=== What the exercise asks ===
Your task is to restate exactly the lines from the one holding "Arc::new(AzureOpenAiClient::new(&config.openai));" to the end of the entries below, inclusive.

***

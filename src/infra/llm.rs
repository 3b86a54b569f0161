use async_trait::async_trait;
use reqwest::{Client, header::CONTENT_TYPE};
use serde::{Deserialize, Serialize};

use crate::config::{CompletionParameters, OpenAiSettings};
use crate::error::{AppError, AppResult};
use crate::services::{LanguageModelService, ResponseFormat};

/// Chat completions against an Azure OpenAI deployment.
pub struct AzureOpenAiClient {
    http: Client,
    endpoint: String,
    deployment: String,
    api_version: String,
    api_key: String,
    parameters: CompletionParameters,
}

impl AzureOpenAiClient {
    pub fn new(settings: &OpenAiSettings) -> Self {
        Self {
            http: Client::new(),
            endpoint: settings.endpoint.trim_end_matches('/').to_string(),
            deployment: settings.deployment.clone(),
            api_version: settings.api_version.clone(),
            api_key: settings.key.clone(),
            parameters: settings.completion.clone(),
        }
    }

    fn completions_url(&self) -> String {
        format!(
            "{}/openai/deployments/{}/chat/completions",
            self.endpoint, self.deployment
        )
    }
}

#[async_trait]
impl LanguageModelService for AzureOpenAiClient {
    async fn complete(
        &self,
        system_prompt: &str,
        message: &str,
        format: ResponseFormat,
    ) -> AppResult<String> {
        let request = ChatRequest {
            messages: [
                ChatMessage {
                    role: "system",
                    content: system_prompt,
                },
                ChatMessage {
                    role: "user",
                    content: message,
                },
            ],
            temperature: self.parameters.temperature,
            max_tokens: self.parameters.max_tokens,
            top_p: self.parameters.top_p,
            frequency_penalty: self.parameters.frequency_penalty,
            presence_penalty: self.parameters.presence_penalty,
            stop: None,
            response_format: match format {
                ResponseFormat::Text => None,
                ResponseFormat::JsonObject => Some(ChatResponseFormat {
                    format_type: "json_object",
                }),
            },
        };

        let response = self
            .http
            .post(self.completions_url())
            .query(&[("api-version", self.api_version.as_str())])
            .header("api-key", &self.api_key)
            .header(CONTENT_TYPE, "application/json")
            .json(&request)
            .send()
            .await
            .map_err(|err| {
                AppError::LanguageModel(format!("failed to call completion endpoint: {err}"))
            })?;

        let status = response.status();
        if !status.is_success() {
            let body = response
                .text()
                .await
                .unwrap_or_else(|_| "<unable to read response>".to_string());
            return Err(AppError::LanguageModel(format!(
                "completion endpoint responded with {status}: {body}"
            )));
        }

        let payload: ChatResponse = response.json().await.map_err(|err| {
            AppError::LanguageModel(format!("failed to parse completion response: {err}"))
        })?;

        payload
            .choices
            .into_iter()
            .next()
            .and_then(|choice| choice.message.content)
            .ok_or_else(|| {
                AppError::LanguageModel("completion response contained no message".to_string())
            })
    }
}

#[derive(Serialize)]
struct ChatRequest<'a> {
    messages: [ChatMessage<'a>; 2],
    temperature: f32,
    max_tokens: u32,
    top_p: f32,
    frequency_penalty: f32,
    presence_penalty: f32,
    stop: Option<Vec<String>>,
    #[serde(skip_serializing_if = "Option::is_none")]
    response_format: Option<ChatResponseFormat>,
}

#[derive(Serialize)]
struct ChatMessage<'a> {
    role: &'static str,
    content: &'a str,
}

#[derive(Serialize)]
struct ChatResponseFormat {
    #[serde(rename = "type")]
    format_type: &'static str,
}

#[derive(Deserialize)]
struct ChatResponse {
    #[serde(default)]
    choices: Vec<ChatChoice>,
}

#[derive(Deserialize)]
struct ChatChoice {
    message: ChatChoiceMessage,
}

#[derive(Deserialize)]
struct ChatChoiceMessage {
    content: Option<String>,
}

#[cfg(test)]
mod tests {
    use serde_json::json;
    use wiremock::matchers::{body_partial_json, header, method, path, query_param};
    use wiremock::{Mock, MockServer, Request, ResponseTemplate};

    use super::*;

    fn settings(server: &MockServer) -> OpenAiSettings {
        OpenAiSettings {
            key: "azure-key".to_string(),
            endpoint: server.uri(),
            deployment: "gpt-4".to_string(),
            api_version: "2023-12-01-preview".to_string(),
            completion: CompletionParameters::default(),
        }
    }

    fn reply(content: &str) -> ResponseTemplate {
        ResponseTemplate::new(200).set_body_json(json!({
            "choices": [{ "index": 0, "message": { "role": "assistant", "content": content } }]
        }))
    }

    #[tokio::test]
    async fn sends_prompt_and_default_parameters() {
        let server = MockServer::start().await;
        Mock::given(method("POST"))
            .and(path("/openai/deployments/gpt-4/chat/completions"))
            .and(query_param("api-version", "2023-12-01-preview"))
            .and(header("api-key", "azure-key"))
            .and(body_partial_json(json!({
                "messages": [
                    { "role": "system", "content": "Be brief." },
                    { "role": "user", "content": "Hello" },
                ],
                "max_tokens": 800,
                "frequency_penalty": 0.0,
                "presence_penalty": 0.0,
                "stop": null,
            })))
            .respond_with(reply("Hi!"))
            .expect(1)
            .mount(&server)
            .await;

        let client = AzureOpenAiClient::new(&settings(&server));
        let text = client
            .complete("Be brief.", "Hello", ResponseFormat::Text)
            .await
            .unwrap();

        assert_eq!(text, "Hi!");
        let requests: Vec<Request> = server.received_requests().await.unwrap();
        let body: serde_json::Value = requests[0].body_json().unwrap();
        assert!(body.get("response_format").is_none());
    }

    #[tokio::test]
    async fn json_mode_requests_json_object() {
        let server = MockServer::start().await;
        Mock::given(method("POST"))
            .and(body_partial_json(json!({ "response_format": { "type": "json_object" } })))
            .respond_with(reply(r#"{"category":"Privacy"}"#))
            .expect(1)
            .mount(&server)
            .await;

        let client = AzureOpenAiClient::new(&settings(&server));
        let text = client
            .complete("classify", "mail", ResponseFormat::JsonObject)
            .await
            .unwrap();

        assert_eq!(text, r#"{"category":"Privacy"}"#);
    }

    #[tokio::test]
    async fn rejected_request_is_a_language_model_error() {
        let server = MockServer::start().await;
        Mock::given(method("POST"))
            .respond_with(ResponseTemplate::new(401).set_body_string("invalid key"))
            .mount(&server)
            .await;

        let client = AzureOpenAiClient::new(&settings(&server));
        let err = client
            .complete("classify", "mail", ResponseFormat::Text)
            .await
            .unwrap_err();

        assert!(matches!(err, AppError::LanguageModel(msg) if msg.contains("401")));
    }

    #[tokio::test]
    async fn empty_choices_is_an_error() {
        let server = MockServer::start().await;
        Mock::given(method("POST"))
            .respond_with(ResponseTemplate::new(200).set_body_json(json!({ "choices": [] })))
            .mount(&server)
            .await;

        let client = AzureOpenAiClient::new(&settings(&server));
        let err = client
            .complete("classify", "mail", ResponseFormat::Text)
            .await
            .unwrap_err();

        assert!(matches!(err, AppError::LanguageModel(_)));
    }
}
use std::fs;
use std::path::{Path, PathBuf};

use serde::Deserialize;

use crate::error::{AppError, AppResult};

pub const DEFAULT_CONFIG_FILE: &str = "config.toml";

#[derive(Debug, Clone, Deserialize)]
pub struct AppConfig {
    pub jira: JiraSettings,
    pub openai: OpenAiSettings,
    #[serde(default)]
    pub logging: LoggingSettings,
    #[serde(skip)]
    pub source: PathBuf,
}

#[derive(Debug, Clone, Deserialize)]
pub struct JiraSettings {
    pub host: String,
    pub username: String,
    pub password: String,
    #[serde(default = "default_dryrun")]
    pub dryrun: bool,
}

#[derive(Debug, Clone, Deserialize)]
pub struct OpenAiSettings {
    pub key: String,
    #[serde(default = "default_endpoint")]
    pub endpoint: String,
    #[serde(default = "default_deployment")]
    pub deployment: String,
    #[serde(default = "default_api_version")]
    pub api_version: String,
    #[serde(default)]
    pub completion: CompletionParameters,
}

/// Sampling parameters sent with every chat completion request.
#[derive(Debug, Clone, PartialEq, Deserialize)]
#[serde(default)]
pub struct CompletionParameters {
    pub temperature: f32,
    pub max_tokens: u32,
    pub top_p: f32,
    pub frequency_penalty: f32,
    pub presence_penalty: f32,
}

impl Default for CompletionParameters {
    fn default() -> Self {
        Self {
            temperature: 0.7,
            max_tokens: 800,
            top_p: 0.95,
            frequency_penalty: 0.0,
            presence_penalty: 0.0,
        }
    }
}

#[derive(Debug, Clone, Deserialize)]
pub struct LoggingSettings {
    #[serde(default = "default_log_level")]
    pub level: String,
}

impl Default for LoggingSettings {
    fn default() -> Self {
        Self {
            level: default_log_level(),
        }
    }
}

fn default_dryrun() -> bool {
    true
}

fn default_endpoint() -> String {
    "https://instance-openai-france.openai.azure.com".to_string()
}

fn default_deployment() -> String {
    "gpt-4".to_string()
}

fn default_api_version() -> String {
    "2023-12-01-preview".to_string()
}

fn default_log_level() -> String {
    "info".to_string()
}

impl AppConfig {
    pub fn load(path: &Path) -> AppResult<Self> {
        let contents = fs::read_to_string(path).map_err(|err| {
            AppError::Configuration(format!("cannot read {}: {err}", path.display()))
        })?;
        let mut config = Self::parse(&contents)?;
        config.source = path.to_path_buf();
        Ok(config)
    }

    pub fn parse(contents: &str) -> AppResult<Self> {
        let config: AppConfig = toml::from_str(contents)
            .map_err(|err| AppError::Configuration(format!("invalid config file: {err}")))?;
        config.validate()?;
        Ok(config)
    }

    fn validate(&self) -> AppResult<()> {
        let required = [
            ("jira.host", &self.jira.host),
            ("jira.username", &self.jira.username),
            ("jira.password", &self.jira.password),
            ("openai.key", &self.openai.key),
        ];
        for (name, value) in required {
            if value.trim().is_empty() {
                return Err(AppError::Configuration(format!("{name} must not be empty")));
            }
        }
        Ok(())
    }
}
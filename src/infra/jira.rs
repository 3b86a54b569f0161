use async_trait::async_trait;
use base64::prelude::{BASE64_STANDARD, Engine as _};
use reqwest::{
    Client, RequestBuilder, Response, StatusCode,
    header::{ACCEPT, AUTHORIZATION, CONTENT_TYPE},
};
use serde::de::DeserializeOwned;
use serde::{Deserialize, Serialize};
use serde_json::{Map, Value, json};

use crate::domain::comment::Comment;
use crate::domain::fields::{FieldCatalog, ResolvedFields};
use crate::domain::ticket::Transition;
use crate::error::{AppError, AppResult};
use crate::services::{IssueReader, IssueRecord, IssueWriter};

/// Jira REST v2 client with basic auth.
pub struct JiraClient {
    http: Client,
    base_url: String,
    auth_header: String,
}

impl JiraClient {
    pub fn new(base_url: &str, username: &str, password: &str) -> Self {
        Self {
            http: Client::new(),
            base_url: base_url.trim_end_matches('/').to_string(),
            auth_header: Self::auth_header(username, password),
        }
    }

    fn auth_header(username: &str, password: &str) -> String {
        let credentials = format!("{username}:{password}");
        let encoded = BASE64_STANDARD.encode(credentials);
        format!("Basic {encoded}")
    }

    fn endpoint(&self, path: &str) -> String {
        format!("{}/rest/api/2/{path}", self.base_url)
    }

    fn issue_endpoint(&self, key: &str, suffix: &str) -> String {
        if suffix.is_empty() {
            self.endpoint(&format!("issue/{key}"))
        } else {
            self.endpoint(&format!("issue/{key}/{suffix}"))
        }
    }

    async fn send(&self, action: &str, request: RequestBuilder) -> AppResult<Response> {
        let response = request
            .header(AUTHORIZATION, &self.auth_header)
            .header(ACCEPT, "application/json")
            .header(CONTENT_TYPE, "application/json")
            .send()
            .await
            .map_err(|err| AppError::IssueTracker(format!("failed to call Jira ({action}): {err}")))?;

        let status = response.status();
        if status.is_success() {
            return Ok(response);
        }

        let body = response
            .text()
            .await
            .unwrap_or_else(|_| "<unable to read response>".to_string());
        if status == StatusCode::NOT_FOUND {
            return Err(AppError::NotFound(format!("{action}: {body}")));
        }
        Err(AppError::IssueTracker(format!(
            "Jira responded with {status} to {action}: {body}"
        )))
    }

    async fn send_json<T: DeserializeOwned>(
        &self,
        action: &str,
        request: RequestBuilder,
    ) -> AppResult<T> {
        self.send(action, request)
            .await?
            .json::<T>()
            .await
            .map_err(|err| {
                AppError::IssueTracker(format!("failed to parse Jira response ({action}): {err}"))
            })
    }
}

#[async_trait]
impl IssueReader for JiraClient {
    async fn get_issue(&self, key: &str) -> AppResult<IssueRecord> {
        let payload: JiraIssue = self
            .send_json("get issue", self.http.get(self.issue_endpoint(key, "")))
            .await?;
        Ok(IssueRecord {
            key: payload.key,
            id: payload.id,
            fields: payload.fields,
        })
    }

    async fn get_comment(&self, issue_key: &str, comment_id: &str) -> AppResult<Comment> {
        let url = self.issue_endpoint(issue_key, &format!("comment/{comment_id}"));
        self.send_json("get comment", self.http.get(url)).await
    }

    /// Jira caps the page size on its side, so pages are followed until
    /// `max_results` keys are collected or the result set is exhausted.
    async fn search(&self, jql: &str, max_results: usize) -> AppResult<Vec<String>> {
        let mut keys = Vec::new();
        while keys.len() < max_results {
            let request = JiraSearchRequest {
                jql,
                start_at: keys.len(),
                max_results: max_results - keys.len(),
                fields: ["key"],
            };
            let page: JiraSearchResponse = self
                .send_json(
                    "search issues",
                    self.http.post(self.endpoint("search")).json(&request),
                )
                .await?;
            if page.issues.is_empty() {
                break;
            }
            keys.extend(page.issues.into_iter().map(|issue| issue.key));
            if page.total.is_some_and(|total| keys.len() >= total) {
                break;
            }
        }
        keys.truncate(max_results);
        Ok(keys)
    }

    async fn transitions(&self, issue_key: &str) -> AppResult<Vec<Transition>> {
        let payload: JiraTransitions = self
            .send_json(
                "list transitions",
                self.http.get(self.issue_endpoint(issue_key, "transitions")),
            )
            .await?;
        Ok(payload.transitions)
    }

    async fn field_catalog(&self) -> AppResult<FieldCatalog> {
        let fields: Vec<JiraField> = self
            .send_json("list fields", self.http.get(self.endpoint("field")))
            .await?;
        Ok(FieldCatalog::new(
            fields.into_iter().map(|field| (field.id, field.name)),
        ))
    }
}

#[async_trait]
impl IssueWriter for JiraClient {
    async fn add_comment(&self, issue_key: &str, body: &str) -> AppResult<Comment> {
        let request = self
            .http
            .post(self.issue_endpoint(issue_key, "comment"))
            .json(&json!({ "body": body }));
        self.send_json("add comment", request).await
    }

    async fn update_comment(
        &self,
        issue_key: &str,
        comment_id: &str,
        body: &str,
    ) -> AppResult<Comment> {
        let request = self
            .http
            .put(self.issue_endpoint(issue_key, &format!("comment/{comment_id}")))
            .json(&json!({ "body": body }));
        self.send_json("update comment", request).await
    }

    async fn assign(&self, issue_key: &str, assignee: Option<&str>) -> AppResult<()> {
        let request = self
            .http
            .put(self.issue_endpoint(issue_key, "assignee"))
            .json(&json!({ "name": assignee }));
        self.send("assign issue", request).await?;
        Ok(())
    }

    async fn transition(
        &self,
        issue_key: &str,
        transition: &Transition,
        fields: &ResolvedFields,
        comment: Option<&str>,
    ) -> AppResult<()> {
        let mut payload = Map::new();
        payload.insert("transition".to_string(), json!({ "id": transition.id }));
        if !fields.is_empty() {
            payload.insert("fields".to_string(), Value::Object(fields.by_id()));
        }
        if let Some(comment) = comment {
            payload.insert(
                "update".to_string(),
                json!({ "comment": [{ "add": { "body": comment } }] }),
            );
        }

        let request = self
            .http
            .post(self.issue_endpoint(issue_key, "transitions"))
            .json(&payload);
        self.send("transition issue", request).await?;
        Ok(())
    }

    async fn update_fields(&self, issue_key: &str, fields: &ResolvedFields) -> AppResult<()> {
        let request = self
            .http
            .put(self.issue_endpoint(issue_key, ""))
            .json(&json!({ "fields": fields.by_id() }));
        self.send("update fields", request).await?;
        Ok(())
    }
}

#[derive(Deserialize)]
struct JiraIssue {
    id: String,
    key: String,
    #[serde(default)]
    fields: Map<String, Value>,
}

#[derive(Serialize)]
#[serde(rename_all = "camelCase")]
struct JiraSearchRequest<'a> {
    jql: &'a str,
    start_at: usize,
    max_results: usize,
    fields: [&'static str; 1],
}

#[derive(Deserialize)]
struct JiraSearchResponse {
    #[serde(default)]
    issues: Vec<JiraIssueKey>,
    total: Option<usize>,
}

#[derive(Deserialize)]
struct JiraIssueKey {
    key: String,
}

#[derive(Deserialize)]
struct JiraTransitions {
    #[serde(default)]
    transitions: Vec<Transition>,
}

#[derive(Deserialize)]
struct JiraField {
    id: String,
    name: String,
}
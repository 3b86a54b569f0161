mod cmd;
mod config;
mod context;
mod domain;
mod error;
mod infra;
mod logging;
mod services;
mod templating;
#[cfg(test)]
mod testing;
mod workflow;

use std::path::PathBuf;
use std::sync::Arc;

use clap::{Parser, Subcommand};

use crate::cmd::config::{self as config_cmd, ConfigArgs};
use crate::cmd::triage::{self, IssueArgs, SearchArgs};
use crate::config::{AppConfig, DEFAULT_CONFIG_FILE};
use crate::context::AppContext;
use crate::error::AppResult;
use crate::infra::dryrun::DryRunWriter;
use crate::infra::jira::JiraClient;
use crate::infra::llm::AzureOpenAiClient;
use crate::logging::TracingIntentLog;
use crate::services::{IssueTracker, IssueWriter, LanguageModelService};
use crate::workflow::automation::Automation;
use crate::workflow::dispatcher::WorkflowRegistry;
use crate::workflow::handlers::register_builtin;

#[derive(Parser)]
#[command(
    name = "spo-automation",
    author,
    version,
    about = "Apply automation to SPO Jira tickets"
)]
struct Cli {
    /// Path to the configuration file.
    #[arg(long, global = true, default_value = DEFAULT_CONFIG_FILE)]
    config: PathBuf,
    /// Force dry-run mode regardless of the configuration file.
    #[arg(long, global = true)]
    dry_run: bool,
    #[command(subcommand)]
    command: Commands,
}

#[derive(Subcommand)]
enum Commands {
    /// Run automation for a specific issue.
    Issue(IssueArgs),
    /// Search for applicable issues and run automation on all of them.
    SearchIssues(SearchArgs),
    /// Inspect the configuration.
    Config(ConfigArgs),
}

#[tokio::main]
async fn main() {
    if let Err(error) = run().await {
        eprintln!("Error: {error}");
        std::process::exit(1);
    }
}

async fn run() -> AppResult<()> {
    let cli = Cli::parse();

    let mut config = AppConfig::load(&cli.config)?;
    if cli.dry_run {
        config.jira.dryrun = true;
    }
    logging::init(&config.logging)?;

    match cli.command {
        Commands::Config(args) => config_cmd::run(args.command, &config),
        Commands::Issue(args) => {
            let automation = build_automation(config)?;
            let key = args.key.clone();
            let outcome = triage::run_issue(&automation, args).await?;
            println!("{key}: {}", triage::describe(&outcome));
            Ok(())
        }
        Commands::SearchIssues(args) => {
            let automation = build_automation(config)?;
            let summary = triage::run_search(&automation, args).await?;
            for (key, outcome) in &summary.outcomes {
                println!("{key}: {}", triage::describe(outcome));
            }
            println!(
                "Handled {} ticket(s), {} failed.",
                summary.outcomes.len(),
                summary.failed()
            );
            Ok(())
        }
    }
}

fn build_automation(config: AppConfig) -> AppResult<Automation> {
    if config.jira.dryrun {
        tracing::warn!("dry-run mode: no changes will be written to Jira");
    }

    let jira = Arc::new(JiraClient::new(
        &config.jira.host,
        &config.jira.username,
        &config.jira.password,
    ));
    let writer: Arc<dyn IssueWriter> = if config.jira.dryrun {
        Arc::new(DryRunWriter::new(Arc::new(TracingIntentLog)))
    } else {
        jira.clone()
    };
    let tracker = Arc::new(IssueTracker::new(jira, writer, config.jira.dryrun));
    let language_model: Arc<dyn LanguageModelService> =
        Arc::new(AzureOpenAiClient::new(&config.openai));

    let context = AppContext::new(config, tracker, language_model);

    let mut registry = WorkflowRegistry::new();
    register_builtin(&mut registry)?;
    Automation::new(context, registry)
}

***

=== Exercise solution ===
        Arc::new(AzureOpenAiClient::new(&config.openai));

    let context = AppContext::new(config, tracker, language_model);

    let mut registry = WorkflowRegistry::new();
    register_builtin(&mut registry)?;
    Automation::new(context, registry)
}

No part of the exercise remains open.